Sevgiyi göstermenin sözlü veya sözsüz sonsuz yolu, yordamı varken; 'Seni seviyorum.' demek zorunda kalmayı ne kadar üretken, etkileyici ve çekici bulduğunuz size kalmış birşey. Ama biri bu duygusunu bana yansıtmanın daha çekici bir başka yolunu bulamıyorsa, onun için (isterseniz siz adına da diyebilirsiniz, ama yanlış olur) gerçekten üzülürüm. Çünkü atalarımız bunun binbir yolunu göstermiş. Hiç bilmeyen bile açar okur; olmadı türküleri dinler; daha olmadı, ana babasını örnek alır. Binlerce yıllık bir birikim içinden kendine uygununu bulamıyorsa da, sizin önerdiğiniz üzere, gider ÇDT nden yararlanır; ne yapalım.
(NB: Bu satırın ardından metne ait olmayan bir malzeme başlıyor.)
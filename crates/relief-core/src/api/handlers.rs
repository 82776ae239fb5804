//! Axum request handlers for the relief REST API.
//!
//! Each handler is documented with OpenAPI-style documentation comments.

use std::collections::BTreeMap;

use axum::{extract::State, Json};
use chrono::Utc;

use super::dto::*;
use super::error::{ApiError, ApiResult};
use super::state::AppState;
use crate::domain::Incident;
use crate::impact::ImpactRequest;

// ============================================================================
// Service Handlers
// ============================================================================

/// Service information and route list.
///
/// # OpenAPI Specification
///
/// ```yaml
/// /:
///   get:
///     summary: API information
///     tags: [Service]
///     responses:
///       200:
///         description: Service name, version and routes
/// ```
pub async fn api_info() -> Json<ApiInfoResponse> {
    let endpoints = [
        ("GET /", "API information"),
        ("GET /api/system-status", "Loaded tables and model"),
        ("POST /api/predict-population", "Predict affected population"),
        ("POST /api/calculate-resources", "Calculate resource needs"),
        ("POST /api/allocate-resources", "Allocate resources across incidents"),
        ("POST /api/full-disaster-analysis", "Predict, estimate and allocate"),
    ]
    .into_iter()
    .map(|(k, v)| (k.to_string(), v.to_string()))
    .collect::<BTreeMap<_, _>>();

    Json(ApiInfoResponse {
        message: "Disaster Response Coordination Platform API".to_string(),
        version: crate::VERSION.to_string(),
        status: "active".to_string(),
        endpoints,
        timestamp: Utc::now(),
    })
}

/// Health of the loaded components.
///
/// # OpenAPI Specification
///
/// ```yaml
/// /api/system-status:
///   get:
///     summary: System status
///     tags: [Service]
///     responses:
///       200:
///         description: Table sizes and model availability
///         content:
///           application/json:
///             schema:
///               $ref: '#/components/schemas/SystemStatusResponse'
/// ```
#[tracing::instrument(skip(state))]
pub async fn system_status(State(state): State<AppState>) -> Json<SystemStatusResponse> {
    let system = state.coordinator().status();
    Json(SystemStatusResponse {
        api_status: "healthy".to_string(),
        population_prediction: if system.model_loaded { "healthy" } else { "unhealthy" }.to_string(),
        started_at: state.started_at(),
        timestamp: Utc::now(),
        system,
    })
}

// ============================================================================
// Pipeline Handlers
// ============================================================================

/// Predict the population affected by a disaster.
///
/// # OpenAPI Specification
///
/// ```yaml
/// /api/predict-population:
///   post:
///     summary: Predict affected population
///     tags: [Prediction]
///     requestBody:
///       required: true
///       content:
///         application/json:
///           schema:
///             $ref: '#/components/schemas/PredictPopulationRequest'
///     responses:
///       200:
///         description: Prediction
///       400:
///         description: Unknown location or category, or invalid input
///       503:
///         description: No population model loaded
/// ```
#[tracing::instrument(skip(state, request), fields(location = %request.location))]
pub async fn predict_population(
    State(state): State<AppState>,
    Json(request): Json<PredictPopulationRequest>,
) -> ApiResult<Json<PredictPopulationResponse>> {
    let request = ImpactRequest::from(request);
    let prediction = state.coordinator().predict_impact(&request)?;
    Ok(Json(PredictPopulationResponse {
        success: true,
        prediction,
        timestamp: Utc::now(),
    }))
}

/// Calculate resource requirements for an affected population.
///
/// # OpenAPI Specification
///
/// ```yaml
/// /api/calculate-resources:
///   post:
///     summary: Calculate resource needs
///     tags: [Resources]
///     requestBody:
///       required: true
///       content:
///         application/json:
///           schema:
///             $ref: '#/components/schemas/CalculateResourcesRequest'
///     responses:
///       200:
///         description: Requirements per resource category
///       400:
///         description: Negative population or invalid duration
/// ```
#[tracing::instrument(skip(state, request), fields(disaster_type = %request.disaster_type))]
pub async fn calculate_resources(
    State(state): State<AppState>,
    Json(request): Json<CalculateResourcesRequest>,
) -> ApiResult<Json<CalculateResourcesResponse>> {
    let (population, duration) = request.validate()?;
    let estimate = state
        .coordinator()
        .estimate_resources(population, &request.disaster_type, duration)?;
    Ok(Json(CalculateResourcesResponse {
        success: true,
        resource_calculation: estimate,
        timestamp: Utc::now(),
    }))
}

/// Allocate a shared pool across competing incidents.
///
/// # OpenAPI Specification
///
/// ```yaml
/// /api/allocate-resources:
///   post:
///     summary: Allocate resources
///     description: Splits the pool by priority when requests exceed it
///     tags: [Allocation]
///     requestBody:
///       required: true
///       content:
///         application/json:
///           schema:
///             $ref: '#/components/schemas/AllocateResourcesRequest'
///     responses:
///       200:
///         description: Allocation report
///       400:
///         description: Negative quantity
///       422:
///         description: Empty incident list
/// ```
#[tracing::instrument(skip(state, request), fields(disasters = request.disasters.len()))]
pub async fn allocate_resources(
    State(state): State<AppState>,
    Json(request): Json<AllocateResourcesRequest>,
) -> ApiResult<Json<AllocateResourcesResponse>> {
    if request.disasters.is_empty() {
        return Err(ApiError::validation(
            "disasters must be a non-empty list",
            Some("disasters".to_string()),
        ));
    }
    let pool = request.available_resources.to_pool()?;
    let incidents = request
        .disasters
        .iter()
        .enumerate()
        .map(|(i, d)| d.to_incident(i))
        .collect::<Result<Vec<Incident>, _>>()?;

    let allocation = state.coordinator().allocate(&pool, &incidents);
    Ok(Json(AllocateResourcesResponse {
        success: true,
        allocation,
        timestamp: Utc::now(),
    }))
}

/// Predict, estimate and optionally allocate in one call.
///
/// # OpenAPI Specification
///
/// ```yaml
/// /api/full-disaster-analysis:
///   post:
///     summary: Full disaster analysis
///     tags: [Analysis]
///     requestBody:
///       required: true
///       content:
///         application/json:
///           schema:
///             $ref: '#/components/schemas/FullAnalysisRequest'
///     responses:
///       200:
///         description: Prediction, requirements and allocation
///       400:
///         description: Unknown location or category, or invalid input
///       503:
///         description: No population model loaded
/// ```
#[tracing::instrument(skip(state, request), fields(location = %request.disaster_info.location))]
pub async fn full_disaster_analysis(
    State(state): State<AppState>,
    Json(request): Json<FullAnalysisRequestDto>,
) -> ApiResult<Json<FullAnalysisResponse>> {
    let request = request.to_request()?;
    let analysis = state.coordinator().full_analysis(&request)?;
    Ok(Json(FullAnalysisResponse {
        success: true,
        analysis,
    }))
}
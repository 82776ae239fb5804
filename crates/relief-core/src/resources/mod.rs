//! Standards-based resource requirement estimation.

pub mod estimator;
pub mod standards;
pub mod summary;

pub use estimator::{ResourceEstimate, ResourceEstimator, ResourceRequirement};
pub use standards::{base_amount, multiplier};
pub use summary::{deployment_strategy, ResourceSummary, ESTIMATED_DURATION};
Her ne kadar konu dışında ise de; burası bir Türkçe başlığı olduğu ve sözcük kulağımı tırmaladığı için, şu 'belagat' a değinmekte yarar görüyorum:

1. İyi konuşma, sözle inandırma yeteneği
2. Söz sanatlarını inceleyen bilgi dalı
3. Konuyu bütün yönleriyle kavrayarak, hiçbir yanlış ve eksik anlayışa yer bırakmayan, yorum gerektirmeyen, yapmacıktan uzak, düzgün anlatma sanatı
4. Bir şeyde gizli olan derin anlam (Mecazi)

Elbette Arapça. Ben olsam 'sözün ustaları' derdim. Olsun; madem siz bunu seviyorsunuz, onun üzerinden gidelim. Sanırım 1.nci veya 3.ncü anlamında kullandınız; çünkü 4.ncü uymuyor, 2.ncininse ustası değil, uzmanı demeniz beklenirdi. İster istemez merak ediyorum; sözün ustaları nitelemeniz kimleri kapsıyor. Benim usta gördüklerim Yunus Emre, Karacaoğlan, Aşık Veysel, Nazım Hikmet, Orhan Veli, Rıfat Ilgaz, Aziz nesin, Yaşar Kemal örneğin. Birçok başkaları da var, ama beni en çok etkileyenler bunlar. Ne birileri adına üzüldüklerini duydum, ne de birine durup dururken 'Seni seviyorum.' dediklerini. Siz kimden duydunuz, ya da okudunuz?